Passons sur les propos de café du commerce avec lesquels la propagande monnaie aujourd’hui /la fable libérale/ pour légitimer ce qu’on appelle l’épargne salariale, par antiphrase puisque c’est une arme de guerre contre le salaire : paradoxale nécessité d’augmenter une épargne déjà surabondante, don d’ubiquité de placements qui permettront de ponctionner de la valeur sur les pays émergents tout en préservant le contrôle par des investisseurs français des entreprises nationales privatisées, cocorico de la supériorité démocratique de la bonne finance " à la française " sur la mauvaise finance étrangère, mensonge sur l’équité d’un dispositif par lequel chaque génération financerait prétendument sa propre retraite, caractère inepte de propositions qui reposent sur la capacité qu’auront les travailleurs de l’avenir à dépenser en achat de titres (ou à produire en valorisation rentière) l’équivalent de ce qu’ils ne pourront pas verser sous forme de cotisations sociales, et autres billevesées qui ont pour seul mérite de prendre dans le sens du poil l’imaginaire philistin.
Attardons-nous davantage sur /l’école de la régulation/, qui raconte quant à elle des fables pour un autre public, méfiant à l’encontre des vertus universelles du marché et soucieux de réguler le cours du capital dans un sens plus favorable aux travailleurs. Les fables ici s’adressent à l’imaginaire socialiste, celui de l’Etat régulateur du marché, de la solidarité fiscale et de la propriété collective.
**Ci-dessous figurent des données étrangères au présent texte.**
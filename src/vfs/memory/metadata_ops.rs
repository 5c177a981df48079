/*!
 * Metadata Operations Implementation
 * Read-only inspection: paths, metadata, counters, traversal
 */

use super::super::types::{Metadata, VfsResult, VfsStats};
use super::{NodeId, VfsNode, VfsTree, ROOT_NAME};

impl VfsTree {
    /// Metadata snapshot of one node
    #[inline]
    pub fn metadata(&self, id: NodeId) -> VfsResult<Metadata> {
        Ok(self.node(id)?.metadata())
    }

    /// Absolute path of a node, built from its parent chain
    pub fn path_of(&self, id: NodeId) -> VfsResult<String> {
        let mut names = Vec::new();
        let mut current = self.node(id)?;
        while let Some(parent) = current.parent() {
            names.push(current.name());
            current = self.node(parent)?;
        }

        if names.is_empty() {
            return Ok(ROOT_NAME.to_string());
        }
        let mut path = String::with_capacity(names.iter().map(|n| n.len() + 1).sum());
        for name in names.iter().rev() {
            path.push('/');
            path.push_str(name);
        }
        Ok(path)
    }

    /// Aggregate node and byte counters
    #[inline]
    pub fn stats(&self) -> VfsStats {
        VfsStats {
            total_nodes: self.total_nodes,
            total_size: self.total_size,
        }
    }

    /// Visit every node in pre-order, children in storage order
    ///
    /// The callback receives each node's absolute path.
    pub fn walk<F>(&self, mut visit: F)
    where
        F: FnMut(&str, NodeId, &VfsNode),
    {
        let mut stack = vec![(self.root, ROOT_NAME.to_string())];
        while let Some((id, path)) = stack.pop() {
            let Ok(node) = self.node(id) else {
                continue;
            };
            visit(&path, id, node);

            let children: Vec<NodeId> = node.children().collect();
            for child in children.into_iter().rev() {
                let Ok(child_node) = self.node(child) else {
                    continue;
                };
                let child_path = if path == ROOT_NAME {
                    format!("/{}", child_node.name())
                } else {
                    format!("{}/{}", path, child_node.name())
                };
                stack.push((child, child_path));
            }
        }
    }
}
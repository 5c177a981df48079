/*!
 * Virtual File System
 * In-memory file/directory tree with path resolution
 */

pub mod memory;
pub mod paths;
pub mod types;

pub use memory::{NodeId, VfsNode, VfsTree, ROOT_NAME};
pub use types::{ErrorKind, Metadata, NodeKind, VfsError, VfsResult, VfsStats};
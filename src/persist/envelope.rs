/*!
 * Encrypted Store Envelope
 *
 * On disk a store is `[u64 LE ciphertext length][ciphertext]`. The ciphertext
 * is the codec output under ChaCha20 with the passphrase key and the fixed
 * nonce (see `crypto::kdf` for why both are weak). A wrong passphrase shows up
 * as a magic mismatch after decryption.
 */

use std::fs;
use std::io::ErrorKind as IoErrorKind;
use std::path::Path;

use bytes::{Buf, BufMut};
use tracing::{info, warn};

use super::codec;
use crate::core::limits::LENGTH_PREFIX_LEN;
use crate::core::{SecureBuffer, VfsConfig, VfsError, VfsResult};
use crate::crypto::crypt_with_passphrase;
use crate::monitoring::OperationSpan;
use crate::security::path::validate_bounds;
use crate::vfs::VfsTree;

/// Encrypt `tree` with `key` and write it to `path`
///
/// Plaintext, ciphertext and the file image are all zeroed once written.
///
/// # Errors
/// - `InvalidInput` for an empty key
/// - `LengthExceeded` when a name or the nesting would not load back; the
///   file is left untouched
/// - `IoError` when the file cannot be written
pub fn save(tree: &VfsTree, path: impl AsRef<Path>, key: &str) -> VfsResult<()> {
    let path = path.as_ref();
    let op = OperationSpan::new("save", &path.display().to_string());
    let result = op.in_scope(|| write_store(tree, path, key));
    op.finish(&result);
    result
}

fn write_store(tree: &VfsTree, path: &Path, key: &str) -> VfsResult<()> {
    let plaintext = codec::encode(tree)?;
    let ciphertext = crypt_with_passphrase(key, &plaintext)?;
    drop(plaintext);

    let mut image = SecureBuffer::try_with_capacity(LENGTH_PREFIX_LEN + ciphertext.len())?;
    let out = image.as_mut_vec();
    out.put_u64_le(ciphertext.len() as u64);
    out.put_slice(&ciphertext);

    fs::write(path, &image[..])
        .map_err(|e| VfsError::IoError(format!("{}: {}", path.display(), e)))?;

    let stats = tree.stats();
    info!(
        path = %path.display(),
        nodes = stats.total_nodes,
        bytes = image.len(),
        "Saved store"
    );
    Ok(())
}

/// Load a store with default limits
pub fn load(path: impl AsRef<Path>, key: &str) -> VfsResult<VfsTree> {
    load_with_config(path, key, VfsConfig::default())
}

/// Read, decrypt and decode the store at `path`
///
/// A missing file is not an error: it yields a fresh tree holding only the
/// root. Bytes after the ciphertext are ignored.
///
/// # Errors
/// - `InvalidInput` for an empty key
/// - `IoError` when the file exists but cannot be read
/// - `CorruptData` for a bad length prefix, a wrong key or a damaged payload
pub fn load_with_config(path: impl AsRef<Path>, key: &str, config: VfsConfig) -> VfsResult<VfsTree> {
    let path = path.as_ref();
    let op = OperationSpan::new("load", &path.display().to_string());
    let result = op.in_scope(|| read_store(path, key, config));
    op.finish(&result);
    result
}

fn read_store(path: &Path, key: &str, config: VfsConfig) -> VfsResult<VfsTree> {
    if key.is_empty() {
        return Err(VfsError::InvalidInput("passphrase is empty".into()));
    }

    let image = match fs::read(path) {
        Ok(bytes) => SecureBuffer::from(bytes),
        Err(e) if e.kind() == IoErrorKind::NotFound => {
            info!(path = %path.display(), "No store found, starting with an empty tree");
            return Ok(VfsTree::with_config(config));
        }
        Err(e) => return Err(VfsError::IoError(format!("{}: {}", path.display(), e))),
    };

    let ciphertext = ciphertext_of(&image).map_err(|e| {
        warn!(path = %path.display(), error = %e, "Rejected store envelope");
        e
    })?;
    let plaintext = crypt_with_passphrase(key, ciphertext)?;
    let tree = codec::decode(&plaintext, config).map_err(|e| {
        warn!(path = %path.display(), error = %e, "Rejected store contents");
        e
    })?;

    let stats = tree.stats();
    info!(
        path = %path.display(),
        nodes = stats.total_nodes,
        bytes = stats.total_size,
        "Loaded store"
    );
    Ok(tree)
}

/// Slice the ciphertext out of a file image using its length prefix
fn ciphertext_of(image: &[u8]) -> VfsResult<&[u8]> {
    if image.len() < LENGTH_PREFIX_LEN {
        return Err(VfsError::corrupt(format_args!(
            "store is {} bytes, shorter than its length prefix",
            image.len()
        )));
    }
    let (mut prefix, body) = image.split_at(LENGTH_PREFIX_LEN);
    let declared = prefix.get_u64_le();
    let len = usize::try_from(declared)
        .ok()
        .filter(|&len| validate_bounds(0, len, body.len()))
        .ok_or_else(|| {
            VfsError::corrupt(format_args!(
                "length prefix {} exceeds the {} bytes present",
                declared,
                body.len()
            ))
        })?;
    Ok(&body[..len])
}
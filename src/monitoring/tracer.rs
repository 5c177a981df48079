/*!
 * Tracing
 * Subscriber setup and timed spans for store operations
 */

use std::time::Instant;
use tracing::{debug, info, span, warn, Level, Span};
use tracing_subscriber::{fmt::format::FmtSpan, layer::SubscriberExt, util::SubscriberInitExt, EnvFilter};

/// Environment variable switching log output to JSON
pub const ENV_TRACE_JSON: &str = "YUNVFS_TRACE_JSON";

/// Initialize structured tracing
///
/// Environment variables:
/// - RUST_LOG: Set log level (default: info)
/// - YUNVFS_TRACE_JSON: Enable JSON output (default: false)
///
/// Logs go to stderr so they never mix with file contents printed on stdout.
/// Calling this twice is harmless; the second call leaves the first
/// subscriber in place.
pub fn init_tracing() {
    let env_filter = EnvFilter::try_from_default_env().unwrap_or_else(|_| EnvFilter::new("info"));

    let use_json = std::env::var(ENV_TRACE_JSON)
        .map(|v| v == "1" || v == "true")
        .unwrap_or(false);

    let registry = tracing_subscriber::registry().with(env_filter);

    let installed = if use_json {
        registry
            .with(
                tracing_subscriber::fmt::layer()
                    .json()
                    .with_writer(std::io::stderr)
                    .with_target(true)
                    .with_line_number(true)
                    .with_file(true)
                    .with_current_span(true)
                    .with_span_list(true)
                    .with_span_events(FmtSpan::CLOSE),
            )
            .try_init()
    } else {
        registry
            .with(
                tracing_subscriber::fmt::layer()
                    .with_writer(std::io::stderr)
                    .with_target(true)
                    .with_span_events(FmtSpan::CLOSE)
                    .compact(),
            )
            .try_init()
    };

    if installed.is_ok() {
        debug!(json = use_json, "Tracing initialized");
    }
}

/// Span around one store operation, logging its duration when finished
pub struct OperationSpan {
    span: Span,
    start: Instant,
    operation: &'static str,
}

impl OperationSpan {
    pub fn new(operation: &'static str, path: &str) -> Self {
        let span = span!(
            Level::DEBUG,
            "store_op",
            operation,
            path,
            duration_ms = tracing::field::Empty,
        );
        Self {
            span,
            start: Instant::now(),
            operation,
        }
    }

    /// Run `f` inside the span
    pub fn in_scope<T>(&self, f: impl FnOnce() -> T) -> T {
        self.span.in_scope(f)
    }

    /// Record the elapsed time and outcome
    pub fn finish<T, E: std::fmt::Display>(self, result: &Result<T, E>) {
        let elapsed_ms = self.start.elapsed().as_secs_f64() * 1000.0;
        self.span.record("duration_ms", elapsed_ms);
        let _entered = self.span.enter();
        match result {
            Ok(_) => info!(operation = self.operation, elapsed_ms, "Store operation finished"),
            Err(e) => warn!(operation = self.operation, elapsed_ms, error = %e, "Store operation failed"),
        }
    }
}
/*!
 * Timestamps
 * Node times are whole seconds since the UNIX epoch, matching the store format
 */

use std::time::{SystemTime, UNIX_EPOCH};

/// Seconds since the UNIX epoch
pub type Timestamp = i64;

/// Current time as a timestamp
///
/// Clocks set before 1970 yield a negative value instead of failing.
#[inline]
pub fn now() -> Timestamp {
    match SystemTime::now().duration_since(UNIX_EPOCH) {
        Ok(d) => d.as_secs() as Timestamp,
        Err(e) => -(e.duration().as_secs() as Timestamp),
    }
}

/// Convert a timestamp back to a `SystemTime`
pub fn to_system_time(ts: Timestamp) -> SystemTime {
    if ts >= 0 {
        UNIX_EPOCH + std::time::Duration::from_secs(ts as u64)
    } else {
        UNIX_EPOCH - std::time::Duration::from_secs(ts.unsigned_abs())
    }
}
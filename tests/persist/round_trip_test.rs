/*!
 * Round Trip Property Tests
 * Any tree built from random operations survives save and load intact
 */

use proptest::prelude::*;
use tempfile::TempDir;
use yunvfs::persist::{decode, encode, encoded_size};
use yunvfs::vfs::VfsTree;
use yunvfs::{load, save, VfsConfig};

use crate::ops::{apply, ops_strategy};

fn snapshot(tree: &VfsTree) -> Vec<(String, yunvfs::Metadata, Option<Vec<u8>>)> {
    let mut entries = Vec::new();
    tree.walk(|path, _, node| {
        entries.push((path.to_string(), node.metadata(), node.data().map(<[u8]>::to_vec)));
    });
    entries
}

proptest! {
    #![proptest_config(ProptestConfig::with_cases(64))]

    #[test]
    fn codec_round_trip(ops in ops_strategy()) {
        let mut tree = VfsTree::new();
        apply(&mut tree, &ops);

        let bytes = encode(&tree).unwrap();
        prop_assert_eq!(bytes.len(), encoded_size(&tree));

        let decoded = decode(&bytes, VfsConfig::default()).unwrap();
        prop_assert_eq!(snapshot(&decoded), snapshot(&tree));
        prop_assert_eq!(decoded.stats(), tree.stats());
    }

    #[test]
    fn store_round_trip(ops in ops_strategy(), key in "[a-zA-Z0-9]{1,16}") {
        let mut tree = VfsTree::new();
        apply(&mut tree, &ops);

        let dir = TempDir::new().unwrap();
        let path = dir.path().join("store.dat");
        save(&tree, &path, &key).unwrap();
        let loaded = load(&path, &key).unwrap();

        prop_assert_eq!(snapshot(&loaded), snapshot(&tree));
    }

    #[test]
    fn decoder_never_panics(bytes in prop::collection::vec(any::<u8>(), 0..256)) {
        let mut input = b"YUNVFS01\x01\x00\x00\x00".to_vec();
        input.extend_from_slice(&bytes);
        let _ = decode(&input, VfsConfig::default());
        let _ = decode(&bytes, VfsConfig::default());
    }
}
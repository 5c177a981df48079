/*!
 * File Operations Implementation
 * Creating, reading and overwriting file nodes
 */

use tracing::debug;

use super::super::types::{VfsError, VfsResult};
use super::node::NodeContent;
use super::{NodeId, VfsNode, VfsTree};
use crate::core::time;
use crate::core::SecureBuffer;

impl VfsTree {
    /// Create a file holding a copy of `data`
    ///
    /// Missing ancestor directories are created. Every check runs before the
    /// first node is allocated, so a failed call leaves the tree as it was.
    ///
    /// # Errors
    /// - `AlreadyExists` when the name is taken in the parent
    /// - `NotADirectory` when an ancestor is a file
    /// - `OutOfMemory` when the contents cannot be copied
    pub fn create_file(&mut self, path: &str, data: &[u8]) -> VfsResult<NodeId> {
        let normalized = self.normalize_path(path)?;
        let placement = self.place(&normalized)?;
        let contents = SecureBuffer::try_from_slice(data)?;

        let parent = self.realize(&placement)?;
        let now = time::now();
        let id = self.insert_child(parent, VfsNode::file(&placement.name, contents, now, now))?;

        self.total_nodes += 1;
        self.total_size += data.len();
        debug!(path = %normalized, size = data.len(), "Created file");
        Ok(id)
    }

    /// Copy out the contents of a file
    ///
    /// # Errors
    /// `IsADirectory` for directories, `NotFound` for stale handles.
    pub fn read(&self, id: NodeId) -> VfsResult<SecureBuffer> {
        match self.node(id)?.data() {
            Some(data) => Ok(SecureBuffer::try_from_slice(data)?),
            None => Err(VfsError::IsADirectory(self.path_of(id)?)),
        }
    }

    /// Replace the contents of a file
    ///
    /// The old buffer is zeroed before it is released. Updates the size, the
    /// modification time and the tree's byte counter.
    pub fn write(&mut self, id: NodeId, data: &[u8]) -> VfsResult<()> {
        if !self.node(id)?.is_file() {
            return Err(VfsError::IsADirectory(self.path_of(id)?));
        }
        let contents = SecureBuffer::try_from_slice(data)?;

        let node = self.node_mut(id)?;
        let NodeContent::File { data: current } = &mut node.content else {
            return Err(VfsError::IsADirectory(node.name.to_string()));
        };
        let old = std::mem::replace(current, contents);
        node.mtime = time::now();

        self.total_size = self.total_size.saturating_sub(old.len()) + data.len();
        debug!(old = old.len(), new = data.len(), "Rewrote file");
        Ok(())
    }
}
C’est ainsi que pendant les trente glorieuses, un régime de croissance " fordiste " aurait permis la sécurité des ressources des travailleurs et l’intégration de la classe ouvrière sur la base d’une propriété collective résultant d’un compromis institutionnalisé entre patronat et syndicats. Ce compromis laissait les mains libres au capital dans la gestion des entreprises contre une garantie par l’Etat des dispositifs conventionnels réglant les salaires directs et la protection sociale, de sorte que la production de masse trouve les débouchés stables et le cadre de long terme dont le capital avait besoin.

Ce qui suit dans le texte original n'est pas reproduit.